• EXERCISE DETAILS: Below are entries to return in full. Keep each one exact.

***** RECORDS FOR THIS EXERCISE

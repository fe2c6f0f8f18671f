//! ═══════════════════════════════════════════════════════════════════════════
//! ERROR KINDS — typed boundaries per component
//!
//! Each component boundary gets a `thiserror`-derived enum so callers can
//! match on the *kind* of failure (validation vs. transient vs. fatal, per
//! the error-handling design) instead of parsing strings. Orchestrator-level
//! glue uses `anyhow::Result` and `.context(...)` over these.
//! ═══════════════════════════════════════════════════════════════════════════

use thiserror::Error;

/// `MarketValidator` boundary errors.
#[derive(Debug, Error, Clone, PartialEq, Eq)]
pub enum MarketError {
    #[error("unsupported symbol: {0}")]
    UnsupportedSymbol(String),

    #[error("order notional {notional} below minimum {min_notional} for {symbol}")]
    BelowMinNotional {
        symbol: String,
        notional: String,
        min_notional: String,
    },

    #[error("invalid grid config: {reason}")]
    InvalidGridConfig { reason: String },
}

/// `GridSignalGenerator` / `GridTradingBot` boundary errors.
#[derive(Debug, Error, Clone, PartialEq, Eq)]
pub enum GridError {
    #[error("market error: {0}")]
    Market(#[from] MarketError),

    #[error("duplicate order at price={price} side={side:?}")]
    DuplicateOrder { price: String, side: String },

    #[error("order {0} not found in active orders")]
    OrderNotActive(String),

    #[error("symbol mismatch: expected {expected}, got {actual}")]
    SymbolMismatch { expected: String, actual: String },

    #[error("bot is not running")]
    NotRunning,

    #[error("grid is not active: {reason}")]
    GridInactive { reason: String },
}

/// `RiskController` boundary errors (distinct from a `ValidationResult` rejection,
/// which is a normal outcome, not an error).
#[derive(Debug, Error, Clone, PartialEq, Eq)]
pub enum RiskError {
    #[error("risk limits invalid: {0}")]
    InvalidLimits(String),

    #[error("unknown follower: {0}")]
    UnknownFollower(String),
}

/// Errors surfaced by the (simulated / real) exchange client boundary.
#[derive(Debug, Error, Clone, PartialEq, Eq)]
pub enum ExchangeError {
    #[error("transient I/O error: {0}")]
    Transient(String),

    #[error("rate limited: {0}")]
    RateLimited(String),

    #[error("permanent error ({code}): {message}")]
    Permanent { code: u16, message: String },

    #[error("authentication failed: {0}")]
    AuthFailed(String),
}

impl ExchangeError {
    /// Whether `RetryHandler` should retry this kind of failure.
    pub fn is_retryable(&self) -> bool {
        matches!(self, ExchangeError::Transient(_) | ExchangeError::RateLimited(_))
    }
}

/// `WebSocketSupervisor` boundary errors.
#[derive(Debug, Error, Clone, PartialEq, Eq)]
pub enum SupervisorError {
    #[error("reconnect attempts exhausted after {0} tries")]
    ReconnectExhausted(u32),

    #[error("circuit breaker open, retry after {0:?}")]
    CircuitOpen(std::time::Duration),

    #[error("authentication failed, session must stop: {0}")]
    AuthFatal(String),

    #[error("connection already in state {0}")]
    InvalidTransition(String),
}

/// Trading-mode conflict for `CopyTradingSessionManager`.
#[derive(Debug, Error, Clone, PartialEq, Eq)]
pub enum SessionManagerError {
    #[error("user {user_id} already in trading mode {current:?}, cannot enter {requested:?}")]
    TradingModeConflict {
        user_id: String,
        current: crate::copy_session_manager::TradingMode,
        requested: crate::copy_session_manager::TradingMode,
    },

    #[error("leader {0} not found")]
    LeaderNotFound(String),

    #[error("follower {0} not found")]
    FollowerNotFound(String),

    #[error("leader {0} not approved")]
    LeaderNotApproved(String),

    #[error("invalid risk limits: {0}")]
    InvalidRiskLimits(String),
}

**********

• WRITTEN RESPONSE:
repository fe2c6f0f8f18671f
//! ═══════════════════════════════════════════════════════════════════════════
//! ERROR KINDS — typed boundaries per component
//!
//! Each component boundary gets a `thiserror`-derived enum so callers can
//! match on the *kind* of failure (validation vs. transient vs. fatal, per
//! the error-handling design) instead of parsing strings. Orchestrator-level
//! glue uses `anyhow::Result` and `.context(...)` over these.
//! ═══════════════════════════════════════════════════════════════════════════

use thiserror::Error;

/// `MarketValidator` boundary errors.
#[derive(Debug, Error, Clone, PartialEq, Eq)]
pub enum MarketError {
    #[error("unsupported symbol: {0}")]
    UnsupportedSymbol(String),

    #[error("order notional {notional} below minimum {min_notional} for {symbol}")]
    BelowMinNotional {
        symbol: String,
        notional: String,
        min_notional: String,
    },

    #[error("invalid grid config: {reason}")]
    InvalidGridConfig { reason: String },
}

/// `GridSignalGenerator` / `GridTradingBot` boundary errors.
#[derive(Debug, Error, Clone, PartialEq, Eq)]
pub enum GridError {
    #[error("market error: {0}")]
    Market(#[from] MarketError),

    #[error("duplicate order at price={price} side={side:?}")]
    DuplicateOrder { price: String, side: String },

    #[error("order {0} not found in active orders")]
    OrderNotActive(String),

    #[error("symbol mismatch: expected {expected}, got {actual}")]
    SymbolMismatch { expected: String, actual: String },

    #[error("bot is not running")]
    NotRunning,

    #[error("grid is not active: {reason}")]
    GridInactive { reason: String },
}

/// `RiskController` boundary errors (distinct from a `ValidationResult` rejection,
/// which is a normal outcome, not an error).
#[derive(Debug, Error, Clone, PartialEq, Eq)]
pub enum RiskError {
    #[error("risk limits invalid: {0}")]
    InvalidLimits(String),

    #[error("unknown follower: {0}")]
    UnknownFollower(String),
}

/// Errors surfaced by the (simulated / real) exchange client boundary.
#[derive(Debug, Error, Clone, PartialEq, Eq)]
pub enum ExchangeError {
    #[error("transient I/O error: {0}")]
    Transient(String),

    #[error("rate limited: {0}")]
    RateLimited(String),

    #[error("permanent error ({code}): {message}")]
    Permanent { code: u16, message: String },

    #[error("authentication failed: {0}")]
    AuthFailed(String),
}

impl ExchangeError {
    /// Whether `RetryHandler` should retry this kind of failure.
    pub fn is_retryable(&self) -> bool {
        matches!(self, ExchangeError::Transient(_) | ExchangeError::RateLimited(_))
    }
}

/// `WebSocketSupervisor` boundary errors.
#[derive(Debug, Error, Clone, PartialEq, Eq)]
pub enum SupervisorError {
    #[error("reconnect attempts exhausted after {0} tries")]
    ReconnectExhausted(u32),

    #[error("circuit breaker open, retry after {0:?}")]
    CircuitOpen(std::time::Duration),

    #[error("authentication failed, session must stop: {0}")]
    AuthFatal(String),

    #[error("connection already in state {0}")]
    InvalidTransition(String),
}

/// Trading-mode conflict for `CopyTradingSessionManager`.
#[derive(Debug, Error, Clone, PartialEq, Eq)]
pub enum SessionManagerError {
    #[error("user {user_id} already in trading mode {current:?}, cannot enter {requested:?}")]
    TradingModeConflict {
        user_id: String,
        current: crate::copy_session_manager::TradingMode,
        requested: crate::copy_session_manager::TradingMode,
    },

    #[error("leader {0} not found")]
    LeaderNotFound(String),

    #[error("follower {0} not found")]
    FollowerNotFound(String),

    #[error("leader {0} not approved")]
    LeaderNotApproved(String),

    #[error("invalid risk limits: {0}")]
    InvalidRiskLimits(String),
}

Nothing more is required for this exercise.